All right, let’s play with that. We’ve got a simple C program where we’ve got the same value of delta specified here. We’re launching our MPI, capturing Rank and size, and then assigning a local value. It’s either one or Delta based on which of the ranks you are. Just going back to this image, you’re then doing the reduction and going to see what the results are. And then, this last one is just a shorthand for saying if you’re rank zero, go ahead and print out the result of the reduction, and then a finalize step. So let’s just go to this exercise.

This is just as we looked at it before.

You can make this reduce. And we don’t have the MPI. Just like this. Alright, trying to say “make reducing”, it says “mpicc command not found” because I forgot to load the MPI module. Let me go ahead and do that. And let’s see what we have available. Okay, we got OpenMPI. We’ve got a few new ones. For example, we also have, which MPI we have. There are some newer ones and the ones that are on the base, like Borah base, are the ones that we recommend for new work. We suggest not mixing and matching with the old ones because having inconsistencies in the compiler can lead to surprising and difficult-to-debug results. So let’s go ahead and load OpenMPI first. “module load OpenMPI”, and we’ll run “make reduce”. And, we’re on a compute node, so we can run it here. You can compile on a compute node. On some systems, you can run cross-compilation.
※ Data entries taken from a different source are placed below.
//! Client review routes
//!
//! Creation is intentionally open to unauthenticated visitors; spam control
//! is out of scope. Moderation (delete) is back-office only.

use axum::{
    extract::{Path, State},
    response::IntoResponse,
    Json,
};
use std::sync::Arc;
use uuid::Uuid;

use crate::api::{ApiJson, ApiQuery, Created, DataResponse, MessageResponse};
use crate::app::AppState;
use crate::auth::RequireAdmin;
use crate::domain::{CreateReviewRequest, ReviewListQuery};
use crate::error::ApiError;
use crate::store::{self, clamp_limit};
use crate::validate;

/// GET /reviews
pub async fn list_reviews(
    State(state): State<Arc<AppState>>,
    ApiQuery(query): ApiQuery<ReviewListQuery>,
) -> Result<impl IntoResponse, ApiError> {
    let reviews = store::reviews::list(&state.db, clamp_limit(query.limit)).await?;
    Ok(Json(DataResponse::new(reviews)))
}

/// POST /reviews
///
/// A referenced project must exist; a dangling reference is a validation
/// failure, not a 404.
pub async fn create_review(
    State(state): State<Arc<AppState>>,
    ApiJson(mut req): ApiJson<CreateReviewRequest>,
) -> Result<impl IntoResponse, ApiError> {
    validate::validate_review(&mut req).map_err(ApiError::validation)?;

    if let Some(project_id) = req.project_id {
        if store::projects::get(&state.db, project_id).await?.is_none() {
            return Err(ApiError::bad_request("Referenced project does not exist"));
        }
    }

    let review = store::reviews::create(&state.db, &req).await?;

    tracing::info!(review_id = %review.id, rating = review.rating, "Review received");

    Ok(Created(DataResponse::new(review)))
}

/// DELETE /reviews/:review_id
pub async fn delete_review(
    State(state): State<Arc<AppState>>,
    admin: RequireAdmin,
    Path(review_id): Path<Uuid>,
) -> Result<impl IntoResponse, ApiError> {
    let deleted = store::reviews::delete(&state.db, review_id).await?;
    if !deleted {
        return Err(ApiError::not_found("Review not found"));
    }

    tracing::info!(
        review_id = %review_id,
        admin = %admin.auth.email,
        "Review deleted"
    );

    Ok(Json(MessageResponse::new("Review deleted")))
}
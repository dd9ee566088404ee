use serde::Serialize;

use super::contacts::ContactSubmission;
use super::projects::Project;

/// Aggregate dashboard payload for the admin back-office
#[derive(Debug, Clone, Serialize)]
pub struct DashboardStats {
    pub totals: EntityTotals,
    /// Contact submissions grouped by lifecycle status
    pub contacts_by_status: Vec<GroupCount>,
    /// Portfolio projects grouped by category
    pub projects_by_type: Vec<GroupCount>,
    /// Five most recently created projects
    pub recent_projects: Vec<Project>,
    /// Five most recently received contact submissions
    pub recent_contacts: Vec<ContactSubmission>,
}

#[derive(Debug, Clone, Serialize)]
pub struct EntityTotals {
    pub contacts: i64,
    pub new_contacts: i64,
    pub projects: i64,
    pub featured_projects: i64,
    pub reviews: i64,
    pub team_members: i64,
    pub active_team_members: i64,
}

/// One bucket of an aggregate grouping
#[derive(Debug, Clone, Serialize, sqlx::FromRow)]
pub struct GroupCount {
    pub group: String,
    pub count: i64,
}
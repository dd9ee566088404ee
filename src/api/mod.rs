//! API response types and extractors

pub mod extract;
pub mod response;

pub use extract::{ApiJson, ApiQuery};
pub use response::{Created, DataResponse, MessageResponse};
Cray systems are notoriously challenging, but on these, you can compile on the head node or the CPU without any issues. Balkan is super easy because everything is Broadwell, so there are no worries about cross-compilation at all. There’s only one architecture. Anyway, let’s run this. Oh, sorry. I ran it with… I forgot to use MPI around that. I neglected to do that. So, let’s run this again with three tasks. And, I should mention MPI processes run in no specific order. So, we got processes: zero, one, and two. However, the process was zero finished and provided output before the other two even reported back. And, the result shows our sum. It is one plus two Delta when we placed it at position rank zero. But if we positioned it at rank one or rank two, the Delta was rounded off. You can use this information to deduce the order of reductions on the system. However, note that you might get different results based on where the value is placed. So, what happens if you run it again?

Do you get the same result? Interestingly, the ranks finish in a different order from my initial observation. When I was preparing my slides, the order was one, two, zero. However, in this instance, the outcome remains consistent. What if you run this again with four tasks and still perform the reduction? We observe that rank 0 and rank 2 retrieve values without rounding. In contrast, the other ranks have rounded values. Therefore, depending on how the reduction is executed and the scale of the system, i.e., how many tasks are involved, outcomes may vary. Performing the reduction can yield different results. And lastly, what I find particularly intriguing is building this with MPICH instead of OpenMPI.

Let’s ensure we’re using the right MPICH with gcc-12. And, we need to ensure it’s utilizing the C compiler properly. It’s important to see the details. This isn’t exactly a dry run, but it demonstrates what the MPI CC command actually executes. Let’s compile it again. Oh, my mistake, all the ‘make’ command does is execute the mpicc. So, we have our ‘reduce’ setup. Let’s overwrite the previous version and run it with four processes. However, there seems to be an issue. MPI isn’t responding. There’s a problem with MPI.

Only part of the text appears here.